Dataset entries
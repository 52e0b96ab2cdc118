//! Application framework for the native game binary
//!
//! Provides the pieces every windowed OpenGL app here needs:
//!
//! - [`App`] trait: the lifecycle hooks game code implements
//! - [`AppRuntime`]/[`run_app`]: window creation, GL context setup, and the
//!   event loop
//! - [`EguiIntegration`]: egui UI rendering over the same GL context
//! - [`InputState`]: keyboard and pointer state accumulated between frames

use std::collections::HashSet;

use glam::Vec2;
use winit::event::WindowEvent;
use winit::keyboard::KeyCode;
use winit::window::Window;

mod egui_integration;
mod runner;

pub use egui_integration::EguiIntegration;
pub use runner::{create_event_loop, run_app, AppConfig, AppRuntime};

// Re-export egui so apps depend on the same version the runtime links.
pub use egui;

/// Everything an [`App`] hook gets handed for one frame.
pub struct FrameContext<'a> {
    pub gl: &'a glow::Context,
    pub window: &'a Window,
    /// Seconds since the previous update.
    pub delta_time: f32,
    /// Seconds since startup.
    pub elapsed: f32,
    pub frame: u64,
    /// Current inner window size in pixels.
    pub size: (u32, u32),
}

/// Pointer behavior requested by the app each frame.
#[derive(Debug, Clone, Copy, PartialEq, Eq)]
pub enum CursorMode {
    Normal,
    Hidden,
    /// Hidden and locked to the window for FPS-style look input.
    Grabbed,
}

/// Mouse button state, kept in sync even when egui consumes the event.
#[derive(Debug, Default, Clone, Copy)]
pub struct MouseButtons {
    pub left: bool,
    pub right: bool,
    pub middle: bool,
}

/// Input accumulated between frames.
#[derive(Debug, Default)]
pub struct InputState {
    /// Currently held keys.
    pub keys: HashSet<KeyCode>,
    /// Pointer position in window coordinates, `None` while outside.
    pub mouse_pos: Option<Vec2>,
    /// Pointer motion from window events this frame.
    pub mouse_delta: Vec2,
    /// Raw device motion this frame, unconstrained by window borders.
    pub raw_mouse_delta: Vec2,
    pub scroll_delta: Vec2,
    pub mouse_buttons: MouseButtons,
}

impl InputState {
    pub fn key(&self, code: KeyCode) -> bool {
        self.keys.contains(&code)
    }
}

/// The main interface for application logic.
///
/// The runtime calls these hooks from its event loop; all of them run on the
/// one thread that owns the GL context.
pub trait App {
    /// Called once after the window and GL context exist.
    fn init(&mut self, ctx: &FrameContext);

    /// Raw window events, after egui had its chance to consume them.
    fn on_event(&mut self, _event: &WindowEvent) {}

    /// Game logic, once per frame before rendering.
    fn update(&mut self, ctx: &FrameContext, input: &InputState);

    /// Issue GL draw calls for this frame.
    fn render(&mut self, ctx: &FrameContext);

    /// Build egui UI for this frame.
    fn ui(&mut self, _ctx: &FrameContext, _egui_ctx: &egui::Context) {}

    /// Called once before the event loop exits.
    fn shutdown(&mut self, ctx: &FrameContext);

    /// Queried every frame.
    fn cursor_mode(&self) -> CursorMode {
        CursorMode::Normal
    }

    /// Return true to leave the event loop.
    fn should_exit(&self) -> bool {
        false
    }
}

TASK REQUIREMENTS -
Each record is to be transcribed exactly and in full.

RESPONSE BELOW -
repository 52e0b96ab2cdc118
//! Application framework for the native game binary
//!
//! Provides the pieces every windowed OpenGL app here needs:
//!
//! - [`App`] trait: the lifecycle hooks game code implements
//! - [`AppRuntime`]/[`run_app`]: window creation, GL context setup, and the
//!   event loop
//! - [`EguiIntegration`]: egui UI rendering over the same GL context
//! - [`InputState`]: keyboard and pointer state accumulated between frames

use std::collections::HashSet;

use glam::Vec2;
use winit::event::WindowEvent;
use winit::keyboard::KeyCode;
use winit::window::Window;

mod egui_integration;
mod runner;

pub use egui_integration::EguiIntegration;
pub use runner::{create_event_loop, run_app, AppConfig, AppRuntime};

// Re-export egui so apps depend on the same version the runtime links.
pub use egui;

/// Everything an [`App`] hook gets handed for one frame.
pub struct FrameContext<'a> {
    pub gl: &'a glow::Context,
    pub window: &'a Window,
    /// Seconds since the previous update.
    pub delta_time: f32,
    /// Seconds since startup.
    pub elapsed: f32,
    pub frame: u64,
    /// Current inner window size in pixels.
    pub size: (u32, u32),
}

/// Pointer behavior requested by the app each frame.
#[derive(Debug, Clone, Copy, PartialEq, Eq)]
pub enum CursorMode {
    Normal,
    Hidden,
    /// Hidden and locked to the window for FPS-style look input.
    Grabbed,
}

/// Mouse button state, kept in sync even when egui consumes the event.
#[derive(Debug, Default, Clone, Copy)]
pub struct MouseButtons {
    pub left: bool,
    pub right: bool,
    pub middle: bool,
}

/// Input accumulated between frames.
#[derive(Debug, Default)]
pub struct InputState {
    /// Currently held keys.
    pub keys: HashSet<KeyCode>,
    /// Pointer position in window coordinates, `None` while outside.
    pub mouse_pos: Option<Vec2>,
    /// Pointer motion from window events this frame.
    pub mouse_delta: Vec2,
    /// Raw device motion this frame, unconstrained by window borders.
    pub raw_mouse_delta: Vec2,
    pub scroll_delta: Vec2,
    pub mouse_buttons: MouseButtons,
}

impl InputState {
    pub fn key(&self, code: KeyCode) -> bool {
        self.keys.contains(&code)
    }
}

/// The main interface for application logic.
///
/// The runtime calls these hooks from its event loop; all of them run on the
/// one thread that owns the GL context.
pub trait App {
    /// Called once after the window and GL context exist.
    fn init(&mut self, ctx: &FrameContext);

    /// Raw window events, after egui had its chance to consume them.
    fn on_event(&mut self, _event: &WindowEvent) {}

    /// Game logic, once per frame before rendering.
    fn update(&mut self, ctx: &FrameContext, input: &InputState);

    /// Issue GL draw calls for this frame.
    fn render(&mut self, ctx: &FrameContext);

    /// Build egui UI for this frame.
    fn ui(&mut self, _ctx: &FrameContext, _egui_ctx: &egui::Context) {}

    /// Called once before the event loop exits.
    fn shutdown(&mut self, ctx: &FrameContext);

    /// Queried every frame.
    fn cursor_mode(&self) -> CursorMode {
        CursorMode::Normal
    }

    /// Return true to leave the event loop.
    fn should_exit(&self) -> bool {
        false
    }
}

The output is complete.